Keywords
differentiated thyroid carcinoma (DTC) - radioactive iodine therapy (RAI) - RAI refractoriness
(RAIR) - predictive factors
Introduction
The most frequent endocrine malignancy is thyroid cancer (TC). Differentiated thyroid
carcinoma (DTC) accounts for more than 90% of TC[1] and includes follicular thyroid carcinoma (FTC), invasive encapsulated follicular
variant papillary thyroid carcinoma (PTC), PTC, oncocytic carcinoma (OCA) of the thyroid,
and follicular-derived carcinomas: high-grade poorly DTC (PDTC) and differentiated
high-grade thyroid carcinoma (DHGTC).[2]
DTC exhibits a wide range of clinical manifestations, treatment responses, and outcomes,
which can be influenced by factors such as gender, age, and ethnicity. Understanding
these variations is crucial for personalized treatment strategies and for improved
outcomes.
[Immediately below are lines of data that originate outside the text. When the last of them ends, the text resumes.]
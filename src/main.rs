use anyhow::Result;
use clap::{Parser, Subcommand};
use suisound::config::Config;
use suisound::SessionContext;
use tracing_subscriber::{layer::SubscriberExt, util::SubscriberInitExt};

mod commands;

#[derive(Parser)]
#[command(name = "suisound")]
#[command(version)]
#[command(about = "Chat with SuiSound agents from the terminal", long_about = None)]
struct Cli {
    /// Operator id sent with messages (defaults to the configured user)
    #[arg(long, global = true)]
    user: Option<String>,

    /// Agent backend base URL
    #[arg(long, global = true)]
    backend: Option<String>,

    #[command(subcommand)]
    command: Option<Commands>,
}

#[derive(Subcommand)]
enum Commands {
    /// Interactive chat with an agent
    Chat { agent: Option<String> },
    /// Send a single message and print the reply
    Send {
        text: String,
        #[arg(long)]
        agent: Option<String>,
    },
    /// Show the stored conversation with an agent
    History { agent: Option<String> },
    /// List agents on the backend
    Agents {
        /// Only agents registered by the current user
        #[arg(long)]
        mine: bool,
    },
    /// Register a new agent
    Register {
        #[arg(long)]
        name: String,
        #[arg(long)]
        description: Option<String>,
    },
    /// Generate agent details from a description
    Generate { description: String },
    /// Forget the conversation room for an agent
    Reset { agent: Option<String> },
}

fn setup_logging() {
    tracing_subscriber::registry()
        .with(
            tracing_subscriber::fmt::layer()
                .with_target(false)
                .with_writer(std::io::stderr),
        )
        .with(
            tracing_subscriber::EnvFilter::try_from_default_env()
                .unwrap_or_else(|_| "suisound=info".into()),
        )
        .init();
}

#[tokio::main]
async fn main() -> Result<()> {
    setup_logging();
    let cli = Cli::parse();

    let mut config = Config::load()?;
    if let Some(url) = cli.backend {
        config.backend_url = url;
    }
    let user_id = cli.user.or_else(|| config.user_id.clone());

    let client = commands::build_client(&config)?;

    match cli.command.unwrap_or(Commands::Chat { agent: None }) {
        Commands::Chat { agent } => {
            let agent_id = commands::resolve_agent(&client, agent).await?;
            commands::chat(&client, SessionContext::new(user_id, Some(agent_id))).await
        }
        Commands::Send { text, agent } => {
            let agent_id = commands::resolve_agent(&client, agent).await?;
            commands::send_once(&client, SessionContext::new(user_id, Some(agent_id)), &text).await
        }
        Commands::History { agent } => {
            let agent_id = commands::resolve_agent(&client, agent).await?;
            commands::show_history(&client, &agent_id).await
        }
        Commands::Agents { mine } => {
            let owner = if mine { user_id.as_deref() } else { None };
            commands::list_agents(&client, owner).await
        }
        Commands::Register { name, description } => {
            let owner = user_id.as_deref().unwrap_or("default-user");
            commands::register(&client, name, description, owner).await
        }
        Commands::Generate { description } => commands::generate(&client, &description).await,
        Commands::Reset { agent } => {
            let agent_id = commands::resolve_agent(&client, agent).await?;
            commands::reset(&client, &agent_id)
        }
    }
}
Females have a higher incidence of DTC compared with males, yet they often
experience better outcomes, which may be related to reproductive hormones.[3] Age also plays a significant role in prognosis, with older age at diagnosis (age
≥ 55 years) associated with poorer outcomes.[4]
[5] On the other hand, black Americans tend to have worse overall survival rates compared
with white Americans,[6] while Arabic patients experience DTC onset approximately 10 years earlier than the
global population average.[5]
Surgery, thyroid-stimulating hormone (TSH) suppression therapy, and radioactive iodine
(RAI) therapy to eliminate any remaining normal thyroid tissue or thyroid micrometastases
are the standard treatments for DTC. With an excellent 10-year overall survival rate
of more than 90%, this multimodal therapy can produce positive results.[7]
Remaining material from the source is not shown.